* BRIEF: The entries below are to be returned exactly. Include all of them.

* RECORDS PROVIDED:
------

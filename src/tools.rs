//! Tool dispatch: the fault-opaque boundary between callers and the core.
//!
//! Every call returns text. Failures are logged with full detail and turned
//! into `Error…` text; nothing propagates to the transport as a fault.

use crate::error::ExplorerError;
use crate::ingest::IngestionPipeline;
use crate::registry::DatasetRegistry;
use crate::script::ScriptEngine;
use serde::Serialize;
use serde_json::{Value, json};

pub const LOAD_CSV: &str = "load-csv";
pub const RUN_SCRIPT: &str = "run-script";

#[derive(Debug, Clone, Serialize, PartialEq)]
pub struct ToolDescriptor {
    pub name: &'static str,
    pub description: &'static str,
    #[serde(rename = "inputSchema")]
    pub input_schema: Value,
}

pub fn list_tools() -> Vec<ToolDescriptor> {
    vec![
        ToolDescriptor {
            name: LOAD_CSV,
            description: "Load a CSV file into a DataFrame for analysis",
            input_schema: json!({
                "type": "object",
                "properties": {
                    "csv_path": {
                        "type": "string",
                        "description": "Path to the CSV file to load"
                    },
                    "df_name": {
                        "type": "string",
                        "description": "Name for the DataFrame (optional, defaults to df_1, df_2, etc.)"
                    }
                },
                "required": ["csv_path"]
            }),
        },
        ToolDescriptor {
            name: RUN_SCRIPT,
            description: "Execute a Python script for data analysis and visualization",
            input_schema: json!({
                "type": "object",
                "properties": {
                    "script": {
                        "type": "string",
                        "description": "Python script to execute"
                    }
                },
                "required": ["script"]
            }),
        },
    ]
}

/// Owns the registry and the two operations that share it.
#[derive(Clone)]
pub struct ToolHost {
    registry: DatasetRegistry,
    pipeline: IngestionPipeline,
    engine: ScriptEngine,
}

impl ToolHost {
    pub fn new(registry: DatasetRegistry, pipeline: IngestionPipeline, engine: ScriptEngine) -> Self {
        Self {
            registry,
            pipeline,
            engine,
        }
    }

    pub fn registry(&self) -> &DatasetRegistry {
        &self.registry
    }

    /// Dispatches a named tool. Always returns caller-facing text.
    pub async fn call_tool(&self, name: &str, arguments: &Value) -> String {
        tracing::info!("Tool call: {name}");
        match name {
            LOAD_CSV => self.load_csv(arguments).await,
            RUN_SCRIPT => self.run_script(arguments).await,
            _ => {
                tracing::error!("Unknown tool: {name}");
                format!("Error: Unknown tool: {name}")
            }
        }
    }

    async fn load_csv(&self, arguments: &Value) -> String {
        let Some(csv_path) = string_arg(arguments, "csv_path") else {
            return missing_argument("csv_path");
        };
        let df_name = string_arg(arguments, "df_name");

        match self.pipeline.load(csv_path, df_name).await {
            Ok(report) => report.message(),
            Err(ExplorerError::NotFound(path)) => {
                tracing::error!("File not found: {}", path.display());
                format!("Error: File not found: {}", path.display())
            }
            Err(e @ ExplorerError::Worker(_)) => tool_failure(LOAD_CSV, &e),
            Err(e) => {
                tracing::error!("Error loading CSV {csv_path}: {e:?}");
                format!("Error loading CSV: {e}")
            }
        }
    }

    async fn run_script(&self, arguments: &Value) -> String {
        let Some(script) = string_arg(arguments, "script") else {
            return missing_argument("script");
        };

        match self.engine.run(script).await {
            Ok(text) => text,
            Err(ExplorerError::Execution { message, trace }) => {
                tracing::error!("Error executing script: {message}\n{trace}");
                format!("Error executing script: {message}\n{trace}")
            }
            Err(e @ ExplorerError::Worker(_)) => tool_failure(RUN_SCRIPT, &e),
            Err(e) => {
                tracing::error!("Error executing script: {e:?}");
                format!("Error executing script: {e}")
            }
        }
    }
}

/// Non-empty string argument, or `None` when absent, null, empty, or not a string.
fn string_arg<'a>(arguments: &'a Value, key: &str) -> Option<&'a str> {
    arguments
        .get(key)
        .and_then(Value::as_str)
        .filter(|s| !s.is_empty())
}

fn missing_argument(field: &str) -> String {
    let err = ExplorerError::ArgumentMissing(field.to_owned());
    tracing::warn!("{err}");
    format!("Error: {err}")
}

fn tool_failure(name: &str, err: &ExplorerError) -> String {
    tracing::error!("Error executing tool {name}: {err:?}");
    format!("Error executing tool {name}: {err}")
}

------

* ANSWER SECTION:
filename src/tools.rs
//! Tool dispatch: the fault-opaque boundary between callers and the core.
//!
//! Every call returns text. Failures are logged with full detail and turned
//! into `Error…` text; nothing propagates to the transport as a fault.

use crate::error::ExplorerError;
use crate::ingest::IngestionPipeline;
use crate::registry::DatasetRegistry;
use crate::script::ScriptEngine;
use serde::Serialize;
use serde_json::{Value, json};

pub const LOAD_CSV: &str = "load-csv";
pub const RUN_SCRIPT: &str = "run-script";

#[derive(Debug, Clone, Serialize, PartialEq)]
pub struct ToolDescriptor {
    pub name: &'static str,
    pub description: &'static str,
    #[serde(rename = "inputSchema")]
    pub input_schema: Value,
}

pub fn list_tools() -> Vec<ToolDescriptor> {
    vec![
        ToolDescriptor {
            name: LOAD_CSV,
            description: "Load a CSV file into a DataFrame for analysis",
            input_schema: json!({
                "type": "object",
                "properties": {
                    "csv_path": {
                        "type": "string",
                        "description": "Path to the CSV file to load"
                    },
                    "df_name": {
                        "type": "string",
                        "description": "Name for the DataFrame (optional, defaults to df_1, df_2, etc.)"
                    }
                },
                "required": ["csv_path"]
            }),
        },
        ToolDescriptor {
            name: RUN_SCRIPT,
            description: "Execute a Python script for data analysis and visualization",
            input_schema: json!({
                "type": "object",
                "properties": {
                    "script": {
                        "type": "string",
                        "description": "Python script to execute"
                    }
                },
                "required": ["script"]
            }),
        },
    ]
}

/// Owns the registry and the two operations that share it.
#[derive(Clone)]
pub struct ToolHost {
    registry: DatasetRegistry,
    pipeline: IngestionPipeline,
    engine: ScriptEngine,
}

impl ToolHost {
    pub fn new(registry: DatasetRegistry, pipeline: IngestionPipeline, engine: ScriptEngine) -> Self {
        Self {
            registry,
            pipeline,
            engine,
        }
    }

    pub fn registry(&self) -> &DatasetRegistry {
        &self.registry
    }

    /// Dispatches a named tool. Always returns caller-facing text.
    pub async fn call_tool(&self, name: &str, arguments: &Value) -> String {
        tracing::info!("Tool call: {name}");
        match name {
            LOAD_CSV => self.load_csv(arguments).await,
            RUN_SCRIPT => self.run_script(arguments).await,
            _ => {
                tracing::error!("Unknown tool: {name}");
                format!("Error: Unknown tool: {name}")
            }
        }
    }

    async fn load_csv(&self, arguments: &Value) -> String {
        let Some(csv_path) = string_arg(arguments, "csv_path") else {
            return missing_argument("csv_path");
        };
        let df_name = string_arg(arguments, "df_name");

        match self.pipeline.load(csv_path, df_name).await {
            Ok(report) => report.message(),
            Err(ExplorerError::NotFound(path)) => {
                tracing::error!("File not found: {}", path.display());
                format!("Error: File not found: {}", path.display())
            }
            Err(e @ ExplorerError::Worker(_)) => tool_failure(LOAD_CSV, &e),
            Err(e) => {
                tracing::error!("Error loading CSV {csv_path}: {e:?}");
                format!("Error loading CSV: {e}")
            }
        }
    }

    async fn run_script(&self, arguments: &Value) -> String {
        let Some(script) = string_arg(arguments, "script") else {
            return missing_argument("script");
        };

        match self.engine.run(script).await {
            Ok(text) => text,
            Err(ExplorerError::Execution { message, trace }) => {
                tracing::error!("Error executing script: {message}\n{trace}");
                format!("Error executing script: {message}\n{trace}")
            }
            Err(e @ ExplorerError::Worker(_)) => tool_failure(RUN_SCRIPT, &e),
            Err(e) => {
                tracing::error!("Error executing script: {e:?}");
                format!("Error executing script: {e}")
            }
        }
    }
}

/// Non-empty string argument, or `None` when absent, null, empty, or not a string.
fn string_arg<'a>(arguments: &'a Value, key: &str) -> Option<&'a str> {
    arguments
        .get(key)
        .and_then(Value::as_str)
        .filter(|s| !s.is_empty())
}

fn missing_argument(field: &str) -> String {
    let err = ExplorerError::ArgumentMissing(field.to_owned());
    tracing::warn!("{err}");
    format!("Error: {err}")
}

fn tool_failure(name: &str, err: &ExplorerError) -> String {
    tracing::error!("Error executing tool {name}: {err:?}");
    format!("Error executing tool {name}: {err}")
}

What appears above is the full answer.